• **Data shown**:

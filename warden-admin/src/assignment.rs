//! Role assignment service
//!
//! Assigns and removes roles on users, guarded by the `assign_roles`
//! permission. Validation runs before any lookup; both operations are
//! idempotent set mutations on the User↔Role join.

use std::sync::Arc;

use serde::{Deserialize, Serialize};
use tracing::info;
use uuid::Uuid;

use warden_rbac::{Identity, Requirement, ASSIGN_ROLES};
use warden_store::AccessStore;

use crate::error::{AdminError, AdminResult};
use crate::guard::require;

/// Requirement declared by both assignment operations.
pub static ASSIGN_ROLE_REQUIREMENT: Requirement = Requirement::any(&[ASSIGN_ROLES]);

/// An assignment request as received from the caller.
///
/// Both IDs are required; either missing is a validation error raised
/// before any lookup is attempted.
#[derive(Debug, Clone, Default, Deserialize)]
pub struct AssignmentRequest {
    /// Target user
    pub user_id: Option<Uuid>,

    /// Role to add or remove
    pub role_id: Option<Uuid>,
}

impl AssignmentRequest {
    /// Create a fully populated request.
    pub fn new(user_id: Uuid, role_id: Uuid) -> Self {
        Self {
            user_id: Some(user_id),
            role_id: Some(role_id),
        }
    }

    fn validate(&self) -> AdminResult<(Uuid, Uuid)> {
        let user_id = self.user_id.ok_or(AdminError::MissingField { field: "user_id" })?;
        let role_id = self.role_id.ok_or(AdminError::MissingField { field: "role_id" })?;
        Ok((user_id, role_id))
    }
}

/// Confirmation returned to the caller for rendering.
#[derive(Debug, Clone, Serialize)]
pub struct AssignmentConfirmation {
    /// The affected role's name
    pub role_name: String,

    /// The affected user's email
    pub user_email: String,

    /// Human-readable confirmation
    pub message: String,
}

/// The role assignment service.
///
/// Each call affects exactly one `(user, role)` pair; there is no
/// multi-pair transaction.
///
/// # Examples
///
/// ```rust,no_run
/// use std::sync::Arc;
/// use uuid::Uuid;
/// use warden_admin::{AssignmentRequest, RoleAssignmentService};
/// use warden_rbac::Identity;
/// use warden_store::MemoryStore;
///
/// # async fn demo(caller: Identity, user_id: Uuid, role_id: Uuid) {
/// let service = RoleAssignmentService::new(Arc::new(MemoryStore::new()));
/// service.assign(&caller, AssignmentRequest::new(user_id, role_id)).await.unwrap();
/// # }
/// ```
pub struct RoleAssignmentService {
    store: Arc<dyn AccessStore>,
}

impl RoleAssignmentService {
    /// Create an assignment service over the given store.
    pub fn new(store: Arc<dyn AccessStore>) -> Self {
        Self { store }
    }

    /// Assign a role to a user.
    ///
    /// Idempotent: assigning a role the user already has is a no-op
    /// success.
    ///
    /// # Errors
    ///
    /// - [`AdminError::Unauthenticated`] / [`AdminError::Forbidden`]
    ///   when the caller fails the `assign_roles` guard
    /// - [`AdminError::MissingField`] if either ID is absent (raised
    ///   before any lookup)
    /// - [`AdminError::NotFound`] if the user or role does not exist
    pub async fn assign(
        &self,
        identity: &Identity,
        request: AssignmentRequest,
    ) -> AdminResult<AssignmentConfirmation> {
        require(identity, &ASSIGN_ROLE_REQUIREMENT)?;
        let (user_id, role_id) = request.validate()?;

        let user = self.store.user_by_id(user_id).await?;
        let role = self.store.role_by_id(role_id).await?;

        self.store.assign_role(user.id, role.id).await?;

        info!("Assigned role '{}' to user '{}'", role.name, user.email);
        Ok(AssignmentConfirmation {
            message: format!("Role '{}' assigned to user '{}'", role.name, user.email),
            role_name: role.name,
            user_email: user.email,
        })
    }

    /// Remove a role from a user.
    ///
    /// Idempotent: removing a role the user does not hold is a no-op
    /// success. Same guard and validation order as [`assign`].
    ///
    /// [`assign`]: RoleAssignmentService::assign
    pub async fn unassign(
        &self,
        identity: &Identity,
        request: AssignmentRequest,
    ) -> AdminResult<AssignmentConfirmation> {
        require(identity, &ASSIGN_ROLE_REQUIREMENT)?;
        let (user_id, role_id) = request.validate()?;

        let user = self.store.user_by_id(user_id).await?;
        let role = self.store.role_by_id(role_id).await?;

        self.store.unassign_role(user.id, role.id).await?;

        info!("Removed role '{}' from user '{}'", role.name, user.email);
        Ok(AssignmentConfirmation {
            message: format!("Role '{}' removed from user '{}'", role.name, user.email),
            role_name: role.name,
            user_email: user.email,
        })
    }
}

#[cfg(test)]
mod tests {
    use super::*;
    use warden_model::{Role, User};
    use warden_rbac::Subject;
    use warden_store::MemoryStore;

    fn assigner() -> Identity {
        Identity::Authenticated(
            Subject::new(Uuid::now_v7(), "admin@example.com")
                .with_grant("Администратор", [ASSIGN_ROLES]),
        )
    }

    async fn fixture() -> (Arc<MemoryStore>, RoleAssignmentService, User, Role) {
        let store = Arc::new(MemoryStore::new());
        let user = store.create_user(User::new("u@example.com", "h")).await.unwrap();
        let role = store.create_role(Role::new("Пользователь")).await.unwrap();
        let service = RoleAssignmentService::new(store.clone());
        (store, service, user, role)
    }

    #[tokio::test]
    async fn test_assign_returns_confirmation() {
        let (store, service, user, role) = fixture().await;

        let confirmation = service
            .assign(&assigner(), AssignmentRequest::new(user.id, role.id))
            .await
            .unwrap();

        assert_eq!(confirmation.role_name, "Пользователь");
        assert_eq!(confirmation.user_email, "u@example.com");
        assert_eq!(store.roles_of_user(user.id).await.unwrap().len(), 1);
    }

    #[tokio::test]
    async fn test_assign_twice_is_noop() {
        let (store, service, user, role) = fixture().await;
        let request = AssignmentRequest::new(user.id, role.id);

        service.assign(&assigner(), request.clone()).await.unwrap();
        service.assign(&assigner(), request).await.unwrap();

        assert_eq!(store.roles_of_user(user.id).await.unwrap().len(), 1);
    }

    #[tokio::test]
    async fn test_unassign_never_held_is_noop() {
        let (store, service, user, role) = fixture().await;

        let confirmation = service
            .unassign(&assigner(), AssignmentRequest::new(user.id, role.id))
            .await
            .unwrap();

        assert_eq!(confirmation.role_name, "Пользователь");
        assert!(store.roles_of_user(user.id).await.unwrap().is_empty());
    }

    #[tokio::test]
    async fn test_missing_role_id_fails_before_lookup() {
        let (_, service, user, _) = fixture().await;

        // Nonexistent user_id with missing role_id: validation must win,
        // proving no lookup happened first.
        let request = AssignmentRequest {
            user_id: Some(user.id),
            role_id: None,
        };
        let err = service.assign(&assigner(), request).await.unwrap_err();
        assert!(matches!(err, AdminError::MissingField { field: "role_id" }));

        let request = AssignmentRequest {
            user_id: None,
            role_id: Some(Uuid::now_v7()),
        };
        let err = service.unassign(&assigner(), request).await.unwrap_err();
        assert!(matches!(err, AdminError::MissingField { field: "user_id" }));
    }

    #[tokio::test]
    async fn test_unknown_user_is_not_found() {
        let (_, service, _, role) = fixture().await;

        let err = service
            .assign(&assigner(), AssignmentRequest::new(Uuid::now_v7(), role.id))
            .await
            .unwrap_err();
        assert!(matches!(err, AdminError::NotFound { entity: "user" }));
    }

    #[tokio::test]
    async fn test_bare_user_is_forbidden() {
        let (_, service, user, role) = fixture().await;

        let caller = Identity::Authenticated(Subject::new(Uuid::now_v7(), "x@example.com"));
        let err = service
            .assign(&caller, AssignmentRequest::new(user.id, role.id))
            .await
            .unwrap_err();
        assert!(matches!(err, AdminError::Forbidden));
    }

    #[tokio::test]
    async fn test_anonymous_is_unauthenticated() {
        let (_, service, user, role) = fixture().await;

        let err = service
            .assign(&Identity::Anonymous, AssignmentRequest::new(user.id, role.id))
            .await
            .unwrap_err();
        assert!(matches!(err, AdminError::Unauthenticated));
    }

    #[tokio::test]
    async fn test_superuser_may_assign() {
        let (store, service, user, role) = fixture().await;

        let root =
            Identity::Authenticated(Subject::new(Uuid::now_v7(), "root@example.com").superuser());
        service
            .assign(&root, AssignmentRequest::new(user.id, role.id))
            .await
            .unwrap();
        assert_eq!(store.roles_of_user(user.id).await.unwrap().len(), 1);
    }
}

• **Task requirements**: From the data above, output only the lines between the line containing "fn validate(&self) ->" and the line containing "the given store.", inclusive, exactly as written.

• **Solution**:
    fn validate(&self) -> AdminResult<(Uuid, Uuid)> {
        let user_id = self.user_id.ok_or(AdminError::MissingField { field: "user_id" })?;
        let role_id = self.role_id.ok_or(AdminError::MissingField { field: "role_id" })?;
        Ok((user_id, role_id))
    }
}

/// Confirmation returned to the caller for rendering.
#[derive(Debug, Clone, Serialize)]
pub struct AssignmentConfirmation {
    /// The affected role's name
    pub role_name: String,

    /// The affected user's email
    pub user_email: String,

    /// Human-readable confirmation
    pub message: String,
}

/// The role assignment service.
///
/// Each call affects exactly one `(user, role)` pair; there is no
/// multi-pair transaction.
///
/// # Examples
///
/// ```rust,no_run
/// use std::sync::Arc;
/// use uuid::Uuid;
/// use warden_admin::{AssignmentRequest, RoleAssignmentService};
/// use warden_rbac::Identity;
/// use warden_store::MemoryStore;
///
/// # async fn demo(caller: Identity, user_id: Uuid, role_id: Uuid) {
/// let service = RoleAssignmentService::new(Arc::new(MemoryStore::new()));
/// service.assign(&caller, AssignmentRequest::new(user_id, role_id)).await.unwrap();
/// # }
/// ```
pub struct RoleAssignmentService {
    store: Arc<dyn AccessStore>,
}

impl RoleAssignmentService {
    /// Create an assignment service over the given store.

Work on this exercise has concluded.